Ce paradoxe ouvre une question plus profonde : qu’en est-il du projet de civilisation que la France propose à ses citoyens et au monde ?
L’histoire, que nous sommes nombreux à avoir étudiée, nous apprend que les grandes inspirations françaises ont toujours reposé sur des idées qui, en retour, ont structuré l’économie et permis le redressement collectif. En 1789, ce fut l’idée de liberté et de droits universels ; en 1944, celle de justice sociale et de solidarité nationale ; après les guerres mondiales, l’ambition européenne. Ces projets ne furent pas des « fuites en avant » hors du réel, mais de véritables moteurs économiques et sociaux , nés de l’acceptation collective de sacrifices en vue d’un avenir partagé. Ils montrent que les nations se relèvent d’abord par des idées, et que ce sont ces idées, lorsqu’elles inspirent la confiance et justifient l’effort, qui réorientent ensuite durablement l’économie.
À l’inverse, réduire l’action politique à une logique d’équilibrage budgétaire revient à confondre moyens et fins. Les sciences de gestion rappellent d’ailleurs une leçon fondamentale qui éclaire la situation française : les objectifs de court terme peuvent être les ennemis des objectifs de long terme. Le volontarisme stratégique exige certes des efforts collectifs et des sacrifices, mais ceux-ci ne sont consentis que lorsqu’émerge une vision partagée, incarnée par un leadership capable d’inspirer la confiance. L’austérité, en l’absence de projet, ne crée pas la confiance : elle la mine. Comme l’a formulé Max Weber (1922/1971)[1], la rationalité instrumentale (Zweckrationalität) – celle des moyens calculés, de l’efficience et du court terme – ne suffit pas à maintenir une société. Celle-ci ne vit que par la rationalité axiologique (Wertrationalität), c’est-à-dire la poursuite de valeurs et de finalités collectives qui donnent sens à l’action. La politique qui se limite à une discipline comptable se prive de cette dimension du sens, et se condamne à l’impuissance.
Cet appauvrissement de l’action publique s’explique en grande partie par l’état des instruments économiques à disposition.
Un gouvernement peut agir sur deux leviers fondamentaux : la politique monétaire et la politique budgétaire.
Alors que la première a été confiée à la Banque centrale européenne, la seconde a été utilisée, usée et abusée par des décennies de déficits, au point de conduire aujourd’hui à un endettement record et à une paralysie manifeste de ce levier. Privé de marges monétaires et budgétaires, l’exécutif français se replie sur le seul registre des coupes, donnant à la rigueur comptable une centralité qu’elle n’aurait pas dû avoir.

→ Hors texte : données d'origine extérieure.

//! # Target Model
//!
//! A target is one endpoint to wait for. It is parsed once from a raw
//! descriptor such as `localhost:5432`, `udp://dns.local:53` or
//! `postgres://user:secret@db:5432/app?sslmode=disable` and never mutated.
//!
//! Descriptors without a `scheme://` prefix are treated as `tcp://`.

use std::fmt;
use std::str::FromStr;

use url::Url;

use crate::error::TargetError;
use crate::registry;

const SCHEME_SEPARATOR: &str = "://";
const DEFAULT_SCHEME: &str = "tcp";

/// Protocol used to check a target for readiness
#[derive(Debug, Clone, Copy, PartialEq, Eq, Hash)]
pub enum Scheme {
    Tcp,
    Udp,
    Http,
    Https,
    Mysql,
    Postgres,
}

impl Scheme {
    /// Canonical scheme name
    pub fn as_str(&self) -> &'static str {
        match self {
            Scheme::Tcp => "tcp",
            Scheme::Udp => "udp",
            Scheme::Http => "http",
            Scheme::Https => "https",
            Scheme::Mysql => "mysql",
            Scheme::Postgres => "postgres",
        }
    }

    /// Port used when the descriptor does not name one
    pub fn default_port(&self) -> Option<u16> {
        match self {
            Scheme::Tcp | Scheme::Udp => None,
            Scheme::Http => Some(80),
            Scheme::Https => Some(443),
            Scheme::Mysql => Some(3306),
            Scheme::Postgres => Some(5432),
        }
    }

    /// Address-style schemes must be written as `host:port`
    pub fn is_address_style(&self) -> bool {
        matches!(self, Scheme::Tcp | Scheme::Udp)
    }
}

impl fmt::Display for Scheme {
    fn fmt(&self, f: &mut fmt::Formatter<'_>) -> fmt::Result {
        f.write_str(self.as_str())
    }
}

/// IP family restriction requested through a `tcp4`/`tcp6`/`udp4`/`udp6` scheme
#[derive(Debug, Clone, Copy, PartialEq, Eq, Hash)]
pub enum IpFamily {
    V4,
    V6,
}

impl IpFamily {
    pub fn as_str(&self) -> &'static str {
        match self {
            IpFamily::V4 => "IPv4",
            IpFamily::V6 => "IPv6",
        }
    }

    pub fn matches(&self, addr: &std::net::SocketAddr) -> bool {
        match self {
            IpFamily::V4 => addr.is_ipv4(),
            IpFamily::V6 => addr.is_ipv6(),
        }
    }
}

impl fmt::Display for IpFamily {
    fn fmt(&self, f: &mut fmt::Formatter<'_>) -> fmt::Result {
        f.write_str(self.as_str())
    }
}

/// A parsed, validated target
#[derive(Debug, Clone, PartialEq, Eq)]
pub struct Target {
    raw: String,
    scheme: Scheme,
    family: Option<IpFamily>,
    scheme_name: String,
    remainder: String,
    url: Url,
}

impl Target {
    /// Parse a raw descriptor into a target.
    ///
    /// Validation only consults the scheme registry; no name resolution or
    /// other I/O happens here.
    pub fn parse(raw: &str) -> Result<Self, TargetError> {
        if raw.trim().is_empty() {
            return Err(TargetError::Empty);
        }

        let (scheme_name, remainder) = match raw.split_once(SCHEME_SEPARATOR) {
            Some((scheme, rest)) => (scheme, rest),
            None => (DEFAULT_SCHEME, raw),
        };

        if scheme_name.is_empty() {
            return Err(TargetError::MissingScheme { raw: raw.to_string() });
        }

        let resolved = registry::resolve(scheme_name).ok_or_else(|| {
            TargetError::UnsupportedScheme {
                raw: raw.to_string(),
                scheme: scheme_name.to_string(),
            }
        })?;

        let full = format!("{scheme_name}{SCHEME_SEPARATOR}{remainder}");
        let url = Url::parse(&full).map_err(|source| match source {
            url::ParseError::EmptyHost => TargetError::MissingHost { raw: raw.to_string() },
            source => TargetError::Malformed { raw: raw.to_string(), source },
        })?;

        if url.host_str().is_none_or(str::is_empty) {
            return Err(TargetError::MissingHost { raw: raw.to_string() });
        }

        if resolved.scheme.is_address_style() && url.port().is_none() {
            return Err(TargetError::MissingPort { raw: raw.to_string() });
        }

        Ok(Self {
            raw: raw.to_string(),
            scheme: resolved.scheme,
            family: resolved.family,
            scheme_name: scheme_name.to_string(),
            remainder: remainder.to_string(),
            url,
        })
    }

    /// The descriptor exactly as the user wrote it
    pub fn raw(&self) -> &str {
        &self.raw
    }

    pub fn scheme(&self) -> Scheme {
        self.scheme
    }

    /// The scheme as written, which may be an alias such as `tcp4`
    pub fn scheme_name(&self) -> &str {
        &self.scheme_name
    }

    pub fn family(&self) -> Option<IpFamily> {
        self.family
    }

    /// Host component; IPv6 literals keep their brackets
    pub fn host(&self) -> &str {
        self.url.host_str().unwrap_or_default()
    }

    /// Explicit port, or the scheme's well-known port
    pub fn port(&self) -> Option<u16> {
        self.url.port().or_else(|| self.scheme.default_port())
    }

    /// `host:port` when a port is known, otherwise just the host
    pub fn address(&self) -> String {
        match self.port() {
            Some(port) => format!("{}:{port}", self.host()),
            None => self.host().to_string(),
        }
    }

    /// Percent-encoded user name, if one was given
    pub fn username(&self) -> Option<&str> {
        Some(self.url.username()).filter(|user| !user.is_empty())
    }

    /// Percent-encoded password, if one was given
    pub fn password(&self) -> Option<&str> {
        self.url.password()
    }

    pub fn path(&self) -> &str {
        self.url.path()
    }

    pub fn query(&self) -> Option<&str> {
        self.url.query()
    }

    pub fn url(&self) -> &Url {
        &self.url
    }
}

impl FromStr for Target {
    type Err = TargetError;

    fn from_str(s: &str) -> Result<Self, Self::Err> {
        Self::parse(s)
    }
}

impl fmt::Display for Target {
    fn fmt(&self, f: &mut fmt::Formatter<'_>) -> fmt::Result {
        write!(f, "{}{SCHEME_SEPARATOR}{}", self.scheme_name, self.remainder)
    }
}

La dissolution de 2024 a aggravé cette situation : au sein de l’Assemblée fragmentée qui en a résulté dominent les calculs politiciens dignes de la IVᵉ République qui empêchent l’élaboration d’un projet collectif. Beaucoup de ministres apparaissent moins préoccupés par leurs fonctions que par leur positionnement en vue de l’échéance présidentielle de 2027. La fragmentation institutionnelle s’ajoute ainsi à l’absence d’un récit national, et continue à l’alimenter.
Certes, la rigueur budgétaire est absolument nécessaire. Mais si l’objectif n’est que de réduire le train de vie de l’État, un gouvernement de technocrates – gestionnaires aguerris et spécialistes de la dépense publique – aurait probablement été plus efficace dans l’art des coupes. Le choix d’un gouvernement politique suppose autre chose : porter une vision, formuler un projet, ouvrir un horizon collectif.
Quand les personnalités politiques se bornent à jouer les contrôleurs internes, le sens même de ce choix disparaît.
Mais là encore, un paradoxe bien français prête à sourire : c’est bien le pays qui confie ce travail de « super contrôleur interne, Cost Killer » à un Premier ministre, François Bayrou, professeur agrégé de lettres classiques.
La dynamique à l’œuvre comporte des risques politiques et économiques majeurs. Répéter des annonces de rigueur et alerter sur le surendettement alimente l’inquiétude des marchés, au point de produire une prophétie autoréalisatrice : la défiance accroît la pression pour davantage d’austérité, enfermant le pays dans une spirale stérile et dangereuse, faisant craindre dans l’imaginaire collectif la banqueroute. Or, le pays n’est pas habitué à de tels scénarios. La dernière banqueroute française dite des « deux tiers » date de plus de deux siècles (sous le Directoire, en 1797). Elle a certes contribué à assainir le budget national, mais a également eu pour conséquence de ruiner le capital confiance de l’État auprès des épargnants. Cette dynamique aurait pour conséquence dramatique d’enfermer l’imaginaire collectif dans des pseudo-projets médiocres et mortifères qui font déjà le lit des extrêmes, et plus particulièrement de l’extrême droite, qui attend que le fruit soit suffisamment mûr – ou pourri – pour le cueillir.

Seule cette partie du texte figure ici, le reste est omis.